Ottava salvaguardia, prime indicazioni operative

 

manifestanti IIX salvaguardia

 

Con l’avvenuta pubblicazione della Legge di Stabilità 2017, si entra finalmente nella fase operativa per quanto riguarda le istanze concernenti la ottava salvaguardia. Considerato che, in merito a tale passaggio, alcuni equivoci ed incertezze si sono trascinati fino ad oggi, ritengo di fare cosa utile a puntualizzare alcuni aspetti della procedura, facendo nel contempo chiarezza su alcuni grossolani equivoci purtroppo tutt’ora ricorrenti nonostante i sette precedenti ricorsi.

Fatto salvo il caso di coloro i quali non sono tenuti a presentare istanza presso le DTL, l’intera procedura consta di due fasi distinte: l’inoltro dell’istanza alla DTL per la verifica del possesso dei requisiti e della documentazione di legge, specifici della salvaguardia alla quale si fa riferimento, e l’inoltro della domanda di pensione all’ INPS, Istituto al quale spetterà l’esclusivo onere del riscontro dei requisiti previdenziali.
In altre parole: la DTL verifica, per esempio, che la cessazione dal lavoro sia avvenuta entro una certa data o che esista un accordo di esodo ma non verifica quanti contributi abbia versato il lavoratore o la sua età anagrafica; questo è compito esclusivo dell’INPS, perché è solo INPS che amministra i dati previdenziali.

Di conseguenza, l’accoglimento dell’istanza da parte della DTL è un prerequisito, in assenza del quale INPS nemmeno prende in esame la domanda di pensione, e non è affatto, come taluni erroneamente sostengono, il riconoscimento della salvaguardia. La salvaguardia è concessa esclusivamente da INPS, sulle risultanze dell’istruttoria svolta dalla DTL, previa verifica dei requisiti previdenziali e subordinatamente alla posizione in graduatoria del richiedente.

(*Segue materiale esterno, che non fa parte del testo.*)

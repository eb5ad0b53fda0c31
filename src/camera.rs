use crate::aliases::{RandGen, Vec3};
use crate::ray::Ray;
use crate::sampling;
use rand::Rng;
use std::f32::consts::PI;

/// Thin-lens camera. A zero lens radius gives a pinhole.
pub struct Camera {
    lower_left_corner: Vec3,
    horizontal: Vec3,
    vertical: Vec3,
    origin: Vec3,
    lens_radius: f32,
    u: Vec3, // unit vector directing right
    v: Vec3, // unit vector directing up
}

impl Camera {
    pub fn new(
        look_from: &Vec3,
        look_at: &Vec3,
        view_up: &Vec3,
        vfov: f32,   // vertical field of view in degrees
        aspect: f32, // width over height
        lens_radius: f32,
        focus_dist: f32,
    ) -> Self {
        let theta = vfov * PI / 180.0;
        let half_height = (theta * 0.5).tan();
        let half_width = aspect * half_height;
        let origin = *look_from;
        let w = (look_from - look_at).normalize();
        let u = view_up.cross(&w).normalize();
        let v = w.cross(&u);
        let lower_left_corner = origin - focus_dist * (half_width * u + half_height * v + w);
        Camera {
            lower_left_corner,
            horizontal: u * 2.0 * focus_dist * half_width,
            vertical: v * 2.0 * focus_dist * half_height,
            origin,
            lens_radius,
            u,
            v,
        }
    }

    /// Primary ray through film coordinates (s, t) in [0,1]^2, jittered over
    /// the lens aperture. The returned direction is unit length.
    pub fn get_ray(&self, s: f32, t: f32, rng: &mut RandGen) -> Ray {
        let lens = self.lens_radius * sampling::uniform_disc(rng.gen(), rng.gen());
        let offset = lens.x * self.u + lens.y * self.v;
        let direction = (self.lower_left_corner + s * self.horizontal + t * self.vertical
            - self.origin
            - offset)
            .normalize();
        Ray::new(&(self.origin + offset), &direction)
    }
}

#[cfg(test)]
mod tests {
    use super::*;
    use crate::aliases::RandGen;
    use rand::SeedableRng;

    fn pinhole() -> Camera {
        Camera::new(
            &Vec3::new(0.0, 0.0, 0.0),
            &Vec3::new(0.0, 0.0, -1.0),
            &Vec3::new(0.0, 1.0, 0.0),
            90.0,
            1.0,
            0.0,
            1.0,
        )
    }

    #[test]
    fn center_ray_points_at_the_look_target() {
        let camera = pinhole();
        let mut rng = RandGen::seed_from_u64(79);
        let ray = camera.get_ray(0.5, 0.5, &mut rng);
        assert!((ray.origin - Vec3::new(0.0, 0.0, 0.0)).norm() < 1e-6);
        assert!((ray.direction - Vec3::new(0.0, 0.0, -1.0)).norm() < 1e-5);
    }

    #[test]
    fn film_corners_span_the_field_of_view() {
        let camera = pinhole();
        let mut rng = RandGen::seed_from_u64(83);
        // 90 degree vertical fov at aspect 1 puts the corners one focus
        // length out in every direction.
        let lower_left = camera.get_ray(0.0, 0.0, &mut rng);
        let expected = Vec3::new(-1.0, -1.0, -1.0).normalize();
        assert!((lower_left.direction - expected).norm() < 1e-5);
        let upper_right = camera.get_ray(1.0, 1.0, &mut rng);
        let expected = Vec3::new(1.0, 1.0, -1.0).normalize();
        assert!((upper_right.direction - expected).norm() < 1e-5);
    }

    #[test]
    fn lens_rays_stay_unit_length_and_inside_the_aperture() {
        let camera = Camera::new(
            &Vec3::new(0.0, 1.0, 4.0),
            &Vec3::new(0.0, 0.0, 0.0),
            &Vec3::new(0.0, 1.0, 0.0),
            40.0,
            1.5,
            0.2,
            4.0,
        );
        let mut rng = RandGen::seed_from_u64(89);
        for _ in 0..200 {
            let ray = camera.get_ray(0.5, 0.5, &mut rng);
            assert!((ray.direction.norm() - 1.0).abs() < 1e-5);
            // Aperture origins stay within the lens radius of the pivot.
            assert!((ray.origin - Vec3::new(0.0, 1.0, 4.0)).norm() <= 0.2 + 1e-5);
        }
    }
}
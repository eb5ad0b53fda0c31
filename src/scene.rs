use crate::aliases::Vec3;
use crate::material::Material;
use crate::ray::Ray;

/// Surface interaction found by intersection testing. The normal is the
/// outward geometric normal, unit length; which side the ray arrived from
/// is resolved later by the scatter engine.
pub struct HitRecord<'m> {
    pub t: f32,
    pub point: Vec3,
    pub normal: Vec3,
    pub material: &'m Material,
}

pub struct Sphere {
    center: Vec3,
    radius: f32,
    material: Material,
}

impl Sphere {
    pub fn new(center: &Vec3, radius: f32, material: Material) -> Self {
        debug_assert!(radius > 0.0);
        Sphere {
            center: *center,
            radius,
            material,
        }
    }

    /// Nearest intersection parameter in the open interval (t_min, t_max).
    fn hit_parameter(&self, ray: &Ray, t_min: f32, t_max: f32) -> Option<f32> {
        let oc = ray.origin - self.center;
        let a = ray.direction.dot(&ray.direction);
        let b = oc.dot(&ray.direction);
        let c = oc.dot(&oc) - self.radius * self.radius;
        let disc = b * b - a * c;
        if disc <= 0.0 {
            return None;
        }
        let disc_rt = disc.sqrt();
        let t = (-b - disc_rt) / a;
        if t_min < t && t < t_max {
            return Some(t);
        }
        let t = (-b + disc_rt) / a;
        if t_min < t && t < t_max {
            return Some(t);
        }
        None
    }

    pub fn hit(&self, ray: &Ray, t_min: f32, t_max: f32) -> Option<HitRecord> {
        self.hit_parameter(ray, t_min, t_max).map(|t| {
            let point = ray.evaluate(t);
            HitRecord {
                t,
                point,
                normal: (point - self.center) / self.radius,
                material: &self.material,
            }
        })
    }
}

/// Backdrop for rays that leave the scene, blended by ray elevation.
pub struct Sky {
    pub horizon: Vec3,
    pub zenith: Vec3,
}

impl Sky {
    pub fn black() -> Sky {
        Sky {
            horizon: Vec3::new(0.0, 0.0, 0.0),
            zenith: Vec3::new(0.0, 0.0, 0.0),
        }
    }

    pub fn color(&self, ray: &Ray) -> Vec3 {
        let t = 0.5 * (ray.direction.normalize()[1] + 1.0);
        (1.0 - t) * self.horizon + t * self.zenith
    }
}

pub struct Scene {
    pub spheres: Vec<Sphere>,
    pub sky: Sky,
}

impl Scene {
    /// Closest hit across the whole scene, if any.
    pub fn hit(&self, ray: &Ray, t_min: f32, t_max: f32) -> Option<HitRecord> {
        let mut closest = t_max;
        let mut record = None;
        for sphere in &self.spheres {
            if let Some(hit) = sphere.hit(ray, t_min, closest) {
                closest = hit.t;
                record = Some(hit);
            }
        }
        record
    }
}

Sebbene la prassi preveda una sequenza logica delle operazioni, in virtú della quale la domanda alla DTL, con relativa conferma del diritto di ritorno, debba precedere la domanda di pensione vera e propria, le due cose, laddove ne sussista una plausibile ragione, possono viaggiare di pari passo e, in determinati frangenti, la domanda di pensione può addirittura precedere l’inoltro dell’istanza alla DTL. Quest’ultimo caso, va tenuto particolarmente presente quando la decorrenza pensione sia molto prossima per cui, attendere la conferma da DTL, comporterebbe la perdita di uno o piú ratei di pensione per ritardata presentazione della domanda all’INPS. Chi avesse decorrenza a gennaio o febbraio 2017 farà quindi bene a presentare innanzitutto domanda di pensione all’INPS e poi, quando il Ministero avrà diramato le disposizioni operative con la relativa modulistica da utilizzare, inoltrerà istanza alla propria DTL. In particolare, chi avesse decorrenza già a gennaio, farà bene a presentare domanda in questo mese di dicembre per non perdere il rateo di gennaio. Ovviamente, dal momento che restano pochi giorni a disposizione e difficilmente questi ultimi potranno ottenere supporto da patronati e CAF, gli interessati dovranno provvedere in proprio. Chi presenterà domanda di pensione in questi ultimi giorni dell’anno deve quindi essere già in possesso di PIN DISPOSITIVO o di altri sistemi di identificazione quali CNS, CRS, SPID, etc.

Nel sito INPS, alla procedura di “Nuova domanda di Pensione” è già presente la possibilità di intestare l’istanza con la corretta dicitura “Salvaguardia Legge 232/2016” quindi già oggi è possibile inserire e protocollare la domanda di pensione. Al riguardo, può essere utile sapere che, fino al momento dell’invio al protocollo, tutto quello che viene inserito nella domanda può essere modificato o cancellato, domanda di pensione compresa. Solo dopo l’invio al protocollo (il passaggio è vistosamente segnalato dal sistema) non sarà più possibile apporre alcuna modifica. La procedura è parzialmente guidata dal sistema ed è quindi alla portata di chiunque sia in grado di compilare un normale questionario. Nei prossimi giorni cercheremo di pubblicare anche una breve guida ai vari passaggi per la compilazione della domanda di pensione.